Caso Patricia Acioli: el teniente irá a juicio.
Se espera que el juicio del teniente de la Policía Militar Daniel Benítez, acusado de la muerte de la jueza Patrícia Acioli, que comenzó esta mañana (6), concluya esta noche; además del delito de homicidio, también está acusado de formar una banda criminal.
Vladimir Platonow
Reportero de Agência Brasil
Niterói El juicio contra el teniente de la Policía Militar Daniel Benítez, acusado del homicidio de la jueza Patrícia Acioli, que comenzó esta mañana (6), concluirá esta noche. Además del delito de homicidio, también se le acusa de pertenecer a una organización criminal.
La sesión está presidida por el juez Nearis dos Santos Carvalho Arce y se celebra bajo estrictas medidas de seguridad en el Foro de Niterói, en el centro de la ciudad. Quienes acceden al edificio pasan por un detector de metales y se les registran sus bolsos y mochilas, procedimiento que se repite para entrar en la Sala del Jurado, donde se encuentran varios agentes de la policía militar.
A las 17 de la tarde, ya habían declarado cinco testigos, tanto de la fiscalía como de la defensa. Uno de ellos, el agente de policía civil Ricardo Henriques, incluso lloró al testificar, alegando estar bajo amenazas de muerte y una intensa presión psicológica, ya que es uno de los testigos clave contra el grupo de policías militares acusados del asesinato del juez.
Henriques testificó vistiendo un chaleco antibalas y señaló a Benítez y su grupo como responsables de las amenazas de muerte que ha estado recibiendo desde que comenzó a investigar las acciones de la policía militar. "Esta banda me tiene en la mira. Me tienen en la mira y llevo dos años viviendo bajo los efectos de medicamentos para poder mantenerme en pie", declaró.
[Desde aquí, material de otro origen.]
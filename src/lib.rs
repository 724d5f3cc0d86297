pub mod application;
pub mod config;
pub mod context;
pub mod domain;
pub mod errors;
pub mod handlers;
pub mod infrastructure;
pub mod openapi;

#[cfg(test)]
mod test_support;

use actix_web::{middleware::Logger, web, App, HttpServer};

pub use config::AppConfig;
pub use context::AppContext;

use errors::AppError;

/// Registers every route plus the extractor configs that turn malformed
/// input into 400 responses.
pub fn configure(cfg: &mut web::ServiceConfig) {
    cfg.app_data(
        web::JsonConfig::default()
            .error_handler(|err, _req| AppError::BadRequest(err.to_string()).into()),
    )
    .app_data(
        web::PathConfig::default()
            .error_handler(|err, _req| AppError::BadRequest(err.to_string()).into()),
    )
    .app_data(
        web::QueryConfig::default()
            .error_handler(|err, _req| AppError::BadRequest(err.to_string()).into()),
    )
    .route("/health", web::get().to(handlers::health))
    .service(
        web::scope("/checkout")
            .route("/orders", web::post().to(handlers::checkout::create_order))
            .route("/capture", web::post().to(handlers::checkout::capture_order)),
    )
    .service(
        web::scope("/cart")
            .route("", web::post().to(handlers::cart::add_item))
            .route("/user/{auth_id}", web::get().to(handlers::cart::get_cart))
            .route(
                "/user/{auth_id}/summary",
                web::get().to(handlers::cart::get_summary),
            )
            .route(
                "/user/{auth_id}/clear",
                web::delete().to(handlers::cart::clear_cart),
            )
            .route("/{id}", web::delete().to(handlers::cart::remove_line)),
    )
    .service(
        web::scope("/orders")
            .route("", web::get().to(handlers::orders::list_orders))
            .route("/invoices", web::get().to(handlers::orders::search_invoices))
            .route("/invoices/{id}", web::get().to(handlers::orders::get_invoice))
            .route("/{id}/status", web::patch().to(handlers::orders::update_status)),
    );
}

/// Build and return an actix-web `Server` bound to `host:port`.
///
/// The caller is responsible for `.await`-ing (or `tokio::spawn`-ing) the
/// returned server.
pub fn build_server(
    context: AppContext,
    host: &str,
    port: u16,
) -> std::io::Result<actix_web::dev::Server> {
    let context = web::Data::new(context);

    Ok(HttpServer::new(move || {
        App::new()
            .app_data(context.clone())
            .wrap(Logger::default())
            .configure(configure)
            .service(openapi::swagger_ui())
    })
    .bind((host.to_string(), port))?
    .run())
}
Según las investigaciones, el día de su muerte, la jueza Patrícia Acioli había ordenado la detención de varios policías militares del 7.º Batallón de São Gonçalo por delitos de extorsión y ejecución de personas sospechosas de narcotráfico. Las muertes siempre se registraron como actos de resistencia, es decir, en enfrentamiento con la policía.
Cinco policías militares ya han sido condenados por la muerte del juez, con penas que oscilan entre los 19 años y seis meses y los 26 años de prisión. Otros cinco policías militares tienen programado su juicio, entre ellos el entonces comandante del 7.º Batallón, el coronel Claudio Oliveira.
Patrícia Acioli fue ejecutada en agosto de 2011, tras recibir 21 disparos, al llegar a su domicilio en el barrio de Piratininga, en Niterói. El asesinato de la magistrada provocó una gran conmoción nacional y condujo a una revisión de los protocolos de seguridad para jueces y fiscales en todo el país.
Anteriormente, antes de que comenzara el juicio, un familiar de Benítez alteró el ambiente agrediendo a un camarógrafo de SBT que estaba grabando la actividad en la sala del jurado.